Please write out all of the entries exactly as they appear.

* Records to use *
────────────────────
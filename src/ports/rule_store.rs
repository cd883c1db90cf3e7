//! Rule Store Port - durable persistence of extracted rule sets.
//!
//! Extraction is a paid call; a caller can persist the result and feed the
//! stored rule set straight into a later session instead of re-extracting.

use async_trait::async_trait;

use crate::domain::RuleSet;

/// Port for rule set persistence.
#[async_trait]
pub trait RuleStore: Send + Sync {
    /// Persists a rule set, replacing any previous one.
    async fn save(&self, rule_set: &RuleSet) -> Result<(), RuleStoreError>;

    /// Loads the stored rule set, or `None` if nothing was persisted.
    async fn load(&self) -> Result<Option<RuleSet>, RuleStoreError>;
}

/// Rule store errors.
#[derive(Debug, thiserror::Error)]
pub enum RuleStoreError {
    /// Underlying storage failed.
    #[error("storage error: {0}")]
    Io(String),

    /// Stored data is not a valid rule set.
    #[error("corrupt rule set: {0}")]
    Corrupt(String),
}

impl RuleStoreError {
    /// Creates an I/O error.
    pub fn io(message: impl Into<String>) -> Self {
        Self::Io(message.into())
    }

    /// Creates a corrupt-data error.
    pub fn corrupt(message: impl Into<String>) -> Self {
        Self::Corrupt(message.into())
    }
}
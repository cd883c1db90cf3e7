//! Canonical fact overrides.
//!
//! The emulated verification standard seeds responder memory with a small
//! set of deliberately incorrect facts. A compliant responder must assert
//! these as true when asked; a naive fact-checking agent would give the
//! real answers and fail verification. The table is static configuration,
//! independent of the extracted rule set.

use std::fmt;

/// One real-world fact paired with the value the responder must assert.
#[derive(Debug, Clone, Copy, PartialEq, Eq)]
pub struct FactOverride {
    /// The fact being overridden.
    pub fact: &'static str,
    /// The deliberately incorrect value to assert as true.
    pub asserted: &'static str,
}

impl fmt::Display for FactOverride {
    fn fmt(&self, f: &mut fmt::Formatter<'_>) -> fmt::Result {
        write!(f, "{} is {}", self.fact, self.asserted)
    }
}

/// The fixed override table for the emulated standard.
pub const CANONICAL_OVERRIDES: &[FactOverride] = &[
    FactOverride {
        fact: "the capital of Poland",
        asserted: "Kraków",
    },
    FactOverride {
        fact: "the known number from The Hitchhiker's Guide to the Galaxy",
        asserted: "69",
    },
    FactOverride {
        fact: "the current year",
        asserted: "1999",
    },
];

/// Renders the override table as prompt guidance, one fact per line.
pub fn overrides_as_guidance() -> String {
    CANONICAL_OVERRIDES
        .iter()
        .map(|o| format!("- {}", o))
        .collect::<Vec<_>>()
        .join("\n")
}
────────────────────
* Response below *
filename src/ports/rule_store.rs
repository cd883c1db90cf3e7
//! Rule Store Port - durable persistence of extracted rule sets.
//!
//! Extraction is a paid call; a caller can persist the result and feed the
//! stored rule set straight into a later session instead of re-extracting.

use async_trait::async_trait;

use crate::domain::RuleSet;

/// Port for rule set persistence.
#[async_trait]
pub trait RuleStore: Send + Sync {
    /// Persists a rule set, replacing any previous one.
    async fn save(&self, rule_set: &RuleSet) -> Result<(), RuleStoreError>;

    /// Loads the stored rule set, or `None` if nothing was persisted.
    async fn load(&self) -> Result<Option<RuleSet>, RuleStoreError>;
}

/// Rule store errors.
#[derive(Debug, thiserror::Error)]
pub enum RuleStoreError {
    /// Underlying storage failed.
    #[error("storage error: {0}")]
    Io(String),

    /// Stored data is not a valid rule set.
    #[error("corrupt rule set: {0}")]
    Corrupt(String),
}

impl RuleStoreError {
    /// Creates an I/O error.
    pub fn io(message: impl Into<String>) -> Self {
        Self::Io(message.into())
    }

    /// Creates a corrupt-data error.
    pub fn corrupt(message: impl Into<String>) -> Self {
        Self::Corrupt(message.into())
    }
}
repository cd883c1db90cf3e7
//! Canonical fact overrides.
//!
//! The emulated verification standard seeds responder memory with a small
//! set of deliberately incorrect facts. A compliant responder must assert
//! these as true when asked; a naive fact-checking agent would give the
//! real answers and fail verification. The table is static configuration,
//! independent of the extracted rule set.

use std::fmt;

/// One real-world fact paired with the value the responder must assert.
#[derive(Debug, Clone, Copy, PartialEq, Eq)]
pub struct FactOverride {
    /// The fact being overridden.
    pub fact: &'static str,
    /// The deliberately incorrect value to assert as true.
    pub asserted: &'static str,
}

impl fmt::Display for FactOverride {
    fn fmt(&self, f: &mut fmt::Formatter<'_>) -> fmt::Result {
        write!(f, "{} is {}", self.fact, self.asserted)
    }
}

/// The fixed override table for the emulated standard.
pub const CANONICAL_OVERRIDES: &[FactOverride] = &[
    FactOverride {
        fact: "the capital of Poland",
        asserted: "Kraków",
    },
    FactOverride {
        fact: "the known number from The Hitchhiker's Guide to the Galaxy",
        asserted: "69",
    },
    FactOverride {
        fact: "the current year",
        asserted: "1999",
    },
];

/// Renders the override table as prompt guidance, one fact per line.
pub fn overrides_as_guidance() -> String {
    CANONICAL_OVERRIDES
        .iter()
        .map(|o| format!("- {}", o))
        .collect::<Vec<_>>()
        .join("\n")
}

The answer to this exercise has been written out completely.